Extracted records

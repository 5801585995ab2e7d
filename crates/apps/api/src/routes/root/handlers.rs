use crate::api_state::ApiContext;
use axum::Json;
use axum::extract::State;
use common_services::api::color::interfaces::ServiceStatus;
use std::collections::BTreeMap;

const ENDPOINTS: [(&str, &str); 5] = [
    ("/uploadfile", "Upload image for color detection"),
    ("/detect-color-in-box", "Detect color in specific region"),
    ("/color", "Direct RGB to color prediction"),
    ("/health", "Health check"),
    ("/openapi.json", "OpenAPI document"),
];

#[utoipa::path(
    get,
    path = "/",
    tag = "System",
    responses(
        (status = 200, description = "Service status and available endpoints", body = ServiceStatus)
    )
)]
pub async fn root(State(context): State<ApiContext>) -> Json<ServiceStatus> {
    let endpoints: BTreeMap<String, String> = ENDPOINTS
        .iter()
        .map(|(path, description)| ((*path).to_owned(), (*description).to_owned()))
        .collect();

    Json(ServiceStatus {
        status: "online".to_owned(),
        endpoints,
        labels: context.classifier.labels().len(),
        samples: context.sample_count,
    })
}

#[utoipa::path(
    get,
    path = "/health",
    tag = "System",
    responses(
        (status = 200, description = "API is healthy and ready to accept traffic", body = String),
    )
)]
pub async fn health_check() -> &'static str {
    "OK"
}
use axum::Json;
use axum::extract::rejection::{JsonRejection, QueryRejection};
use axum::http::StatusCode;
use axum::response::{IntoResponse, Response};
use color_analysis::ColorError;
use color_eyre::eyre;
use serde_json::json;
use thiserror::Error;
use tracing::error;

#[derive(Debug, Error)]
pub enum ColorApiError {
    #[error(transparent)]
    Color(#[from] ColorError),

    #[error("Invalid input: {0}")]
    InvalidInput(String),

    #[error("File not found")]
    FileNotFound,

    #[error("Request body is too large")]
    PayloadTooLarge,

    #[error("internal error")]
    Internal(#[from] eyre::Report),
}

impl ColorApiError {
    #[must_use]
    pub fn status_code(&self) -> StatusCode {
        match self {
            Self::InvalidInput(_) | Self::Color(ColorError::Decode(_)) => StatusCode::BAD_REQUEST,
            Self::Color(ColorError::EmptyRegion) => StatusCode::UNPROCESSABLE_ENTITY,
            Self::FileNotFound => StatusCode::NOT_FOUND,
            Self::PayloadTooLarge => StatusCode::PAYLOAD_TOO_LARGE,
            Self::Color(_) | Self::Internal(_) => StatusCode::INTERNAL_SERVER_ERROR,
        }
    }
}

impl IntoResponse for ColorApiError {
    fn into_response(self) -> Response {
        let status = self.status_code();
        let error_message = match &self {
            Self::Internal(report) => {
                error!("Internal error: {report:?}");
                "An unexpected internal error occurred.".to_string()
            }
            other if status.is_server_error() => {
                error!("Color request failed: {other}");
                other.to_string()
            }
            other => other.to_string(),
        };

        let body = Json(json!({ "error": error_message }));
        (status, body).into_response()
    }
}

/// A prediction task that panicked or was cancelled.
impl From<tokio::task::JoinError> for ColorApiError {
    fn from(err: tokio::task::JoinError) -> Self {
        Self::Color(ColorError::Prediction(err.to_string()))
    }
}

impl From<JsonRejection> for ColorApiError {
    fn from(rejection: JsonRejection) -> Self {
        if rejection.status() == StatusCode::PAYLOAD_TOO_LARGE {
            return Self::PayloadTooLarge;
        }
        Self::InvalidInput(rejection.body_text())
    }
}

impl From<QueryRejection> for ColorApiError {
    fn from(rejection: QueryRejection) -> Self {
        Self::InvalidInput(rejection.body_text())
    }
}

--

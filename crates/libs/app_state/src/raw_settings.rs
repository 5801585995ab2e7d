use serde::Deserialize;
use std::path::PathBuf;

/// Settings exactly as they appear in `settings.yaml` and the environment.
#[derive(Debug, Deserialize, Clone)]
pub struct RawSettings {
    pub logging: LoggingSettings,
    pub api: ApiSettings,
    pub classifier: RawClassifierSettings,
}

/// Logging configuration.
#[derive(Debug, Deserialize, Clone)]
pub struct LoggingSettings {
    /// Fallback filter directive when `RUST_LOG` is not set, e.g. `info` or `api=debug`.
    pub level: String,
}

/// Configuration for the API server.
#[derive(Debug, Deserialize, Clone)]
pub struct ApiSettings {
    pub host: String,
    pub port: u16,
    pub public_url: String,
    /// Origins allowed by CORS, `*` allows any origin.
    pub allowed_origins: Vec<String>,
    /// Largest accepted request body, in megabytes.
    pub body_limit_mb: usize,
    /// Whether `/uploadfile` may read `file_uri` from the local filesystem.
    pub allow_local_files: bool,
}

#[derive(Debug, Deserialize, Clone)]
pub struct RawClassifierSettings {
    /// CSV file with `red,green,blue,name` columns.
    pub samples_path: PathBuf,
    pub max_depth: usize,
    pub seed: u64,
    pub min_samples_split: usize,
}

» Work instruction:
From the entries above, select each line containing the string "ColorApiError".

» Solution for this exercise:
pub enum ColorApiError {
impl ColorApiError {
impl IntoResponse for ColorApiError {
impl From<tokio::task::JoinError> for ColorApiError {
impl From<JsonRejection> for ColorApiError {
impl From<QueryRejection> for ColorApiError {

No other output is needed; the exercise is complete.